Biomimetics inspired surfaces for drag reduction and oleophobicity/philicity

Affiliations

Biomimetics inspired surfaces for drag reduction and oleophobicity/philicity

Bharat Bhushan. Beilstein J Nanotechnol. 2011.

Abstract

The emerging field of biomimetics allows one to mimic biology or nature to develop nanomaterials, nanodevices, and processes which provide desirable properties. Hierarchical structures with dimensions of features ranging from the macroscale to the nanoscale are extremely common in nature and possess properties of interest. There are a large number of objects including bacteria, plants, land and aquatic animals, and seashells with properties of commercial interest. Certain plant leaves, such as lotus (Nelumbo nucifera) leaves, are known to be superhydrophobic and self-cleaning due to the hierarchical surface roughness and presence of a wax layer. In addition to a self-cleaning effect, these surfaces with a high contact angle and low contact angle hysteresis also exhibit low adhesion and drag reduction for fluid flow.
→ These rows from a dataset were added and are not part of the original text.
use std::sync::Arc;
use std::sync::atomic::{AtomicBool, Ordering};

use tokio::io::AsyncWriteExt;
use tokio::sync::broadcast;
use tokio::task::{JoinHandle, JoinSet};
use tokio::time::{self, Duration};

use crate::server::ServerContext;
use crate::server::sink::LogEvent;

/// The one-way termination request, observable two ways: a polled flag for
/// code that is between awaits, and a broadcast channel for code parked in
/// a `select!`. Triggering is idempotent.
pub struct ShutdownSignal {
    flag: AtomicBool,
    notify_tx: broadcast::Sender<()>,
}

impl ShutdownSignal {
    pub fn new() -> Self {
        let (notify_tx, _) = broadcast::channel(1);
        ShutdownSignal {
            flag: AtomicBool::new(false),
            notify_tx,
        }
    }

    pub fn trigger(&self) {
        self.flag.store(true, Ordering::SeqCst);
        // No receivers is fine: the flag alone still stops flag-polling code.
        let _ = self.notify_tx.send(());
    }

    pub fn is_triggered(&self) -> bool {
        self.flag.load(Ordering::SeqCst)
    }

    pub fn subscribe(&self) -> broadcast::Receiver<()> {
        self.notify_tx.subscribe()
    }
}

impl Default for ShutdownSignal {
    fn default() -> Self {
        Self::new()
    }
}

/// Spawns the task that turns an external termination request (Ctrl+C, and
/// SIGTERM on Unix) into the in-process shutdown signal.
pub fn spawn_signal_listener(ctx: Arc<ServerContext>) -> JoinHandle<()> {
    tokio::spawn(async move {
        if let Err(e) = wait_for_termination().await {
            ctx.logger
                .error(&format!("Failed to listen for termination signal: {}", e));
            return;
        }
        ctx.logger.warn("🛑 Termination signal received — shutting down.");
        ctx.shutdown.trigger();
    })
}

#[cfg(unix)]
async fn wait_for_termination() -> std::io::Result<()> {
    use tokio::signal::unix::{SignalKind, signal};

    let mut terminate = signal(SignalKind::terminate())?;
    tokio::select! {
        result = tokio::signal::ctrl_c() => result,
        _ = terminate.recv() => Ok(()),
    }
}

#[cfg(not(unix))]
async fn wait_for_termination() -> std::io::Result<()> {
    tokio::signal::ctrl_c().await
}

/// Runs the tail of the shutdown sequence, after the accept loop has exited
/// and the listener is gone:
/// close every registered connection, join the session tasks, then stop the
/// log writer once it has drained everything queued so far. Each step is
/// best-effort and tolerates sessions tearing themselves down concurrently.
pub async fn finalize(ctx: &Arc<ServerContext>, mut sessions: JoinSet<()>, log_writer: JoinHandle<()>) {
    let grace = Duration::from_secs(ctx.config.shutdown_grace_secs);

    // Sessions wake on the shutdown channel, notify their peer and tear
    // themselves down; give them the grace interval to do so.
    let joined = time::timeout(grace, async {
        while let Some(result) = sessions.join_next().await {
            if let Err(e) = result {
                ctx.logger.warn(&format!("⚠️ Session task failed: {}", e));
            }
        }
    })
    .await;
    if joined.is_err() {
        ctx.logger
            .warn("⚠️ Some sessions did not finish within the grace interval; aborting them.");
        sessions.abort_all();
    }

    // Mop up whatever is still in the table (aborted sessions, peers that
    // never observed the signal): close the connection and clear the slot.
    for peer in ctx.registry.drain() {
        let mut writer = peer.writer.lock().await;
        let _ = writer.shutdown().await;
    }

    // Final status record, then the sentinel. FIFO guarantees the writer
    // sees everything queued before the sentinel before it stops.
    ctx.record("Server shut down cleanly", true).await;
    ctx.queue.push(LogEvent::Shutdown).await;

    match time::timeout(grace, log_writer).await {
        Ok(_) => ctx.logger.info("🧹 Log queue drained."),
        Err(_) => ctx
            .logger
            .warn("⚠️ Log writer did not drain within the grace interval."),
    }
}

#[cfg(test)]
mod tests {
    use super::*;
    use tokio::time::timeout;

    #[tokio::test]
    async fn trigger_sets_the_flag_and_wakes_subscribers() {
        let signal = ShutdownSignal::new();
        assert!(!signal.is_triggered());

        let mut rx = signal.subscribe();
        signal.trigger();
        assert!(signal.is_triggered());
        timeout(Duration::from_secs(1), rx.recv())
            .await
            .expect("subscriber must wake")
            .unwrap();

        // A second trigger is a no-op, not an error.
        signal.trigger();
        assert!(signal.is_triggered());
    }

    #[tokio::test]
    async fn late_subscribers_rely_on_the_flag() {
        let signal = ShutdownSignal::new();
        signal.trigger();
        // The channel only carries sends that happen after subscription, so
        // code subscribing late must consult the flag first.
        assert!(signal.is_triggered());
    }
}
An aquatic animal, such as a shark, is another model from nature for the reduction of drag in fluid flow. The artificial surfaces inspired from the shark skin and lotus leaf have been created, and in this article the influence of structure on drag reduction efficiency is reviewed. Biomimetic-inspired oleophobic surfaces can be used to prevent contamination of the underwater parts of ships by biological and organic contaminants, including oil. The article also reviews the wetting behavior of oil droplets on various superoleophobic surfaces created in the lab.

Keywords: aquatic animals; biomimetics; drag; lotus plants; shark skin; superhydrophobicity; superoleophobicity.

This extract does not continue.